■ REQUIRED ACTION ■
Each line below should be quoted exactly, please.

━━━━━ EXTRACTED MATERIAL

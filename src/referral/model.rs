use chrono::{DateTime, Utc};
use serde::{Deserialize, Serialize};
use std::fmt;

use super::state::{Priority, ReferralStatus};

/// How parental consent is collected. Fixed when the referral is created.
#[derive(Debug, Clone, Copy, PartialEq, Eq, Hash, Serialize, Deserialize)]
#[serde(rename_all = "snake_case")]
pub enum ConsentMethod {
    /// Parent signs the online consent form.
    Digital,
    /// Counselor collects consent by other means, optionally with a proof file.
    Manual,
}

impl ConsentMethod {
    pub fn as_str(&self) -> &'static str {
        match self {
            ConsentMethod::Digital => "digital",
            ConsentMethod::Manual => "manual",
        }
    }
}

impl fmt::Display for ConsentMethod {
    fn fmt(&self, f: &mut fmt::Formatter<'_>) -> fmt::Result {
        f.write_str(self.as_str())
    }
}

/// Counselor who submitted the referral.
#[derive(Debug, Clone, PartialEq, Eq, Serialize, Deserialize)]
pub struct CounselorContact {
    pub name: String,
    pub email: String,
    pub mobile: String,
    pub school_name: String,
}

/// Parent or guardian contact details. At least one channel is present.
#[derive(Debug, Clone, Default, PartialEq, Eq, Serialize, Deserialize)]
pub struct ParentContact {
    pub email: Option<String>,
    pub phone: Option<String>,
}

/// A signature image captured by the consent form, stored as a data URL or
/// base64 payload exactly as received.
#[derive(Debug, Clone, PartialEq, Eq, Serialize, Deserialize)]
pub struct SignatureImage {
    pub signer_name: String,
    pub image_data: String,
}

/// Artifacts recorded when a parent signs the digital consent form.
#[derive(Debug, Clone, PartialEq, Eq, Serialize, Deserialize)]
pub struct ConsentRecord {
    pub parent_names: Vec<String>,
    pub signatures: Vec<SignatureImage>,
    pub consented_at: DateTime<Utc>,
}

/// Metadata of a manual-consent proof file. The bytes themselves only travel
/// to the CRM.
#[derive(Debug, Clone, PartialEq, Eq, Serialize, Deserialize)]
pub struct ConsentProof {
    pub file_name: String,
    pub mime_type: String,
    pub size_bytes: usize,
    /// CRM document id, set once the upload succeeded.
    pub document_id: Option<String>,
}

/// Student information collected in the final step.
#[derive(Debug, Clone, PartialEq, Eq, Serialize, Deserialize)]
pub struct StudentDetails {
    pub first_name: String,
    pub last_name: String,
    pub date_of_birth: Option<String>,
    pub grade: Option<String>,
    pub risk_level: u8,
    pub notes: Option<String>,
}

impl StudentDetails {
    pub fn full_name(&self) -> String {
        format!("{} {}", self.first_name, self.last_name)
    }
}

/// The local referral aggregate.
#[derive(Debug, Clone, PartialEq, Eq, Serialize, Deserialize)]
pub struct Referral {
    pub referral_number: String,
    pub status: ReferralStatus,
    pub consent_method: ConsentMethod,
    pub counselor: CounselorContact,
    pub parent: ParentContact,
    /// Destination key used for branding and house-manager lookup.
    pub destination: Option<String>,
    /// Reference to the CRM case record. Once set it is never cleared.
    pub external_record_id: Option<String>,
    pub consent: Option<ConsentRecord>,
    pub consent_proof: Option<ConsentProof>,
    pub student: Option<StudentDetails>,
    pub priority: Option<Priority>,
    pub created_at: DateTime<Utc>,
    pub updated_at: DateTime<Utc>,
}

impl Referral {
    /// Builds a fresh aggregate in the given initial status.
    pub fn new(
        referral_number: String,
        status: ReferralStatus,
        consent_method: ConsentMethod,
        counselor: CounselorContact,
        parent: ParentContact,
        destination: Option<String>,
    ) -> Self {
        let now = Utc::now();
        Self {
            referral_number,
            status,
            consent_method,
            counselor,
            parent,
            destination,
            external_record_id: None,
            consent: None,
            consent_proof: None,
            student: None,
            priority: None,
            created_at: now,
            updated_at: now,
        }
    }

    /// Whether the referral is already mirrored in the CRM.
    pub fn is_linked(&self) -> bool {
        self.external_record_id.is_some()
    }
}
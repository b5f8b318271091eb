//! Referral number generation and validation.
//!
//! Numbers look like `REF-202501-0427`: the year and month of creation
//! followed by a four digit suffix drawn from the operating system RNG.

use chrono::{DateTime, Utc};
use once_cell::sync::Lazy;
use rand::rngs::OsRng;
use rand::Rng;
use regex::Regex;

static REFERRAL_NUMBER_RE: Lazy<Option<Regex>> =
    Lazy::new(|| Regex::new(r"^REF-\d{6}-\d{4}$").ok());

/// Generates a new referral number for the given creation time.
pub fn generate_referral_number(now: DateTime<Utc>) -> String {
    let suffix: u16 = OsRng.gen_range(0..10_000);
    format!("REF-{}-{:04}", now.format("%Y%m"), suffix)
}

/// Returns true when `candidate` matches `^REF-\d{6}-\d{4}$`.
pub fn is_valid_referral_number(candidate: &str) -> bool {
    REFERRAL_NUMBER_RE
        .as_ref()
        .map(|re| re.is_match(candidate))
        .unwrap_or(false)
}
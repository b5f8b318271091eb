//! Shared helpers

pub mod validation;

pub use validation::ValidationUtils;
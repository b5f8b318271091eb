//! Notification error types

use std::fmt;
use thiserror::Error;

/// Structured failure classes reported by providers.
///
/// Providers map their own responses onto these codes; the dispatcher never
/// inspects message text.
#[derive(Debug, Clone, Copy, PartialEq, Eq, Hash)]
pub enum ProviderErrorCode {
    /// The sender identity is not verified with the provider
    SenderNotVerified,
    InvalidRecipient,
    Unauthorized,
    RateLimited,
    /// Network failure or timeout
    Transport,
    /// Any other rejection
    Rejected,
}

impl ProviderErrorCode {
    /// Parses a provider error code string (`sender_not_verified`, ...).
    pub fn from_code(code: &str) -> Option<Self> {
        match code.to_ascii_lowercase().replace('-', "_").as_str() {
            "sender_not_verified" | "unverified_sender" | "from_address_not_verified" => {
                Some(Self::SenderNotVerified)
            }
            "invalid_recipient" | "invalid_to" | "invalid_phone_number" => {
                Some(Self::InvalidRecipient)
            }
            "unauthorized" | "invalid_api_key" | "forbidden" => Some(Self::Unauthorized),
            "rate_limited" | "too_many_requests" => Some(Self::RateLimited),
            _ => None,
        }
    }
}

impl fmt::Display for ProviderErrorCode {
    fn fmt(&self, f: &mut fmt::Formatter<'_>) -> fmt::Result {
        let name = match self {
            ProviderErrorCode::SenderNotVerified => "sender not verified",
            ProviderErrorCode::InvalidRecipient => "invalid recipient",
            ProviderErrorCode::Unauthorized => "unauthorized",
            ProviderErrorCode::RateLimited => "rate limited",
            ProviderErrorCode::Transport => "transport",
            ProviderErrorCode::Rejected => "rejected",
        };
        f.write_str(name)
    }
}

/// A failed send, as reported by a provider
#[derive(Error, Debug, Clone, PartialEq, Eq)]
#[error("{code}: {message}")]
pub struct ProviderError {
    pub code: ProviderErrorCode,
    pub message: String,
}

impl ProviderError {
    pub fn new(code: ProviderErrorCode, message: impl Into<String>) -> Self {
        Self {
            code,
            message: message.into(),
        }
    }

    pub fn transport(message: impl Into<String>) -> Self {
        Self::new(ProviderErrorCode::Transport, message)
    }
}

/// Errors of the notification subsystem. Recorded and logged by the
/// dispatcher, never propagated to the intake entry points.
#[derive(Error, Debug, Clone, PartialEq, Eq)]
pub enum NotificationError {
    #[error("email delivery failed: {0}")]
    Email(ProviderError),

    #[error("SMS delivery failed: {0}")]
    Sms(ProviderError),

    /// No provider is configured for the channel
    #[error("no {0} provider configured")]
    ChannelUnavailable(&'static str),

    /// The notification provider could not be constructed
    #[error("notification configuration error: {0}")]
    Configuration(String),
}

━━━━━━━━━━

■ EXERCISE ANSWER ■
filename src/referral/model.rs
use chrono::{DateTime, Utc};
use serde::{Deserialize, Serialize};
use std::fmt;

use super::state::{Priority, ReferralStatus};

/// How parental consent is collected. Fixed when the referral is created.
#[derive(Debug, Clone, Copy, PartialEq, Eq, Hash, Serialize, Deserialize)]
#[serde(rename_all = "snake_case")]
pub enum ConsentMethod {
    /// Parent signs the online consent form.
    Digital,
    /// Counselor collects consent by other means, optionally with a proof file.
    Manual,
}

impl ConsentMethod {
    pub fn as_str(&self) -> &'static str {
        match self {
            ConsentMethod::Digital => "digital",
            ConsentMethod::Manual => "manual",
        }
    }
}

impl fmt::Display for ConsentMethod {
    fn fmt(&self, f: &mut fmt::Formatter<'_>) -> fmt::Result {
        f.write_str(self.as_str())
    }
}

/// Counselor who submitted the referral.
#[derive(Debug, Clone, PartialEq, Eq, Serialize, Deserialize)]
pub struct CounselorContact {
    pub name: String,
    pub email: String,
    pub mobile: String,
    pub school_name: String,
}

/// Parent or guardian contact details. At least one channel is present.
#[derive(Debug, Clone, Default, PartialEq, Eq, Serialize, Deserialize)]
pub struct ParentContact {
    pub email: Option<String>,
    pub phone: Option<String>,
}

/// A signature image captured by the consent form, stored as a data URL or
/// base64 payload exactly as received.
#[derive(Debug, Clone, PartialEq, Eq, Serialize, Deserialize)]
pub struct SignatureImage {
    pub signer_name: String,
    pub image_data: String,
}

/// Artifacts recorded when a parent signs the digital consent form.
#[derive(Debug, Clone, PartialEq, Eq, Serialize, Deserialize)]
pub struct ConsentRecord {
    pub parent_names: Vec<String>,
    pub signatures: Vec<SignatureImage>,
    pub consented_at: DateTime<Utc>,
}

/// Metadata of a manual-consent proof file. The bytes themselves only travel
/// to the CRM.
#[derive(Debug, Clone, PartialEq, Eq, Serialize, Deserialize)]
pub struct ConsentProof {
    pub file_name: String,
    pub mime_type: String,
    pub size_bytes: usize,
    /// CRM document id, set once the upload succeeded.
    pub document_id: Option<String>,
}

/// Student information collected in the final step.
#[derive(Debug, Clone, PartialEq, Eq, Serialize, Deserialize)]
pub struct StudentDetails {
    pub first_name: String,
    pub last_name: String,
    pub date_of_birth: Option<String>,
    pub grade: Option<String>,
    pub risk_level: u8,
    pub notes: Option<String>,
}

impl StudentDetails {
    pub fn full_name(&self) -> String {
        format!("{} {}", self.first_name, self.last_name)
    }
}

/// The local referral aggregate.
#[derive(Debug, Clone, PartialEq, Eq, Serialize, Deserialize)]
pub struct Referral {
    pub referral_number: String,
    pub status: ReferralStatus,
    pub consent_method: ConsentMethod,
    pub counselor: CounselorContact,
    pub parent: ParentContact,
    /// Destination key used for branding and house-manager lookup.
    pub destination: Option<String>,
    /// Reference to the CRM case record. Once set it is never cleared.
    pub external_record_id: Option<String>,
    pub consent: Option<ConsentRecord>,
    pub consent_proof: Option<ConsentProof>,
    pub student: Option<StudentDetails>,
    pub priority: Option<Priority>,
    pub created_at: DateTime<Utc>,
    pub updated_at: DateTime<Utc>,
}

impl Referral {
    /// Builds a fresh aggregate in the given initial status.
    pub fn new(
        referral_number: String,
        status: ReferralStatus,
        consent_method: ConsentMethod,
        counselor: CounselorContact,
        parent: ParentContact,
        destination: Option<String>,
    ) -> Self {
        let now = Utc::now();
        Self {
            referral_number,
            status,
            consent_method,
            counselor,
            parent,
            destination,
            external_record_id: None,
            consent: None,
            consent_proof: None,
            student: None,
            priority: None,
            created_at: now,
            updated_at: now,
        }
    }

    /// Whether the referral is already mirrored in the CRM.
    pub fn is_linked(&self) -> bool {
        self.external_record_id.is_some()
    }
}
repository b5f8b318271091eb
//! Referral number generation and validation.
//!
//! Numbers look like `REF-202501-0427`: the year and month of creation
//! followed by a four digit suffix drawn from the operating system RNG.

use chrono::{DateTime, Utc};
use once_cell::sync::Lazy;
use rand::rngs::OsRng;
use rand::Rng;
use regex::Regex;

static REFERRAL_NUMBER_RE: Lazy<Option<Regex>> =
    Lazy::new(|| Regex::new(r"^REF-\d{6}-\d{4}$").ok());

/// Generates a new referral number for the given creation time.
pub fn generate_referral_number(now: DateTime<Utc>) -> String {
    let suffix: u16 = OsRng.gen_range(0..10_000);
    format!("REF-{}-{:04}", now.format("%Y%m"), suffix)
}

/// Returns true when `candidate` matches `^REF-\d{6}-\d{4}$`.
pub fn is_valid_referral_number(candidate: &str) -> bool {
    REFERRAL_NUMBER_RE
        .as_ref()
        .map(|re| re.is_match(candidate))
        .unwrap_or(false)
}
repository b5f8b318271091eb
//! Shared helpers

pub mod validation;

pub use validation::ValidationUtils;
repository b5f8b318271091eb
//! Notification error types

use std::fmt;
use thiserror::Error;

/// Structured failure classes reported by providers.
///
/// Providers map their own responses onto these codes; the dispatcher never
/// inspects message text.
#[derive(Debug, Clone, Copy, PartialEq, Eq, Hash)]
pub enum ProviderErrorCode {
    /// The sender identity is not verified with the provider
    SenderNotVerified,
    InvalidRecipient,
    Unauthorized,
    RateLimited,
    /// Network failure or timeout
    Transport,
    /// Any other rejection
    Rejected,
}

impl ProviderErrorCode {
    /// Parses a provider error code string (`sender_not_verified`, ...).
    pub fn from_code(code: &str) -> Option<Self> {
        match code.to_ascii_lowercase().replace('-', "_").as_str() {
            "sender_not_verified" | "unverified_sender" | "from_address_not_verified" => {
                Some(Self::SenderNotVerified)
            }
            "invalid_recipient" | "invalid_to" | "invalid_phone_number" => {
                Some(Self::InvalidRecipient)
            }
            "unauthorized" | "invalid_api_key" | "forbidden" => Some(Self::Unauthorized),
            "rate_limited" | "too_many_requests" => Some(Self::RateLimited),
            _ => None,
        }
    }
}

impl fmt::Display for ProviderErrorCode {
    fn fmt(&self, f: &mut fmt::Formatter<'_>) -> fmt::Result {
        let name = match self {
            ProviderErrorCode::SenderNotVerified => "sender not verified",
            ProviderErrorCode::InvalidRecipient => "invalid recipient",
            ProviderErrorCode::Unauthorized => "unauthorized",
            ProviderErrorCode::RateLimited => "rate limited",
            ProviderErrorCode::Transport => "transport",
            ProviderErrorCode::Rejected => "rejected",
        };
        f.write_str(name)
    }
}

/// A failed send, as reported by a provider
#[derive(Error, Debug, Clone, PartialEq, Eq)]
#[error("{code}: {message}")]
pub struct ProviderError {
    pub code: ProviderErrorCode,
    pub message: String,
}

impl ProviderError {
    pub fn new(code: ProviderErrorCode, message: impl Into<String>) -> Self {
        Self {
            code,
            message: message.into(),
        }
    }

    pub fn transport(message: impl Into<String>) -> Self {
        Self::new(ProviderErrorCode::Transport, message)
    }
}

/// Errors of the notification subsystem. Recorded and logged by the
/// dispatcher, never propagated to the intake entry points.
#[derive(Error, Debug, Clone, PartialEq, Eq)]
pub enum NotificationError {
    #[error("email delivery failed: {0}")]
    Email(ProviderError),

    #[error("SMS delivery failed: {0}")]
    Sms(ProviderError),

    /// No provider is configured for the channel
    #[error("no {0} provider configured")]
    ChannelUnavailable(&'static str),

    /// The notification provider could not be constructed
    #[error("notification configuration error: {0}")]
    Configuration(String),
}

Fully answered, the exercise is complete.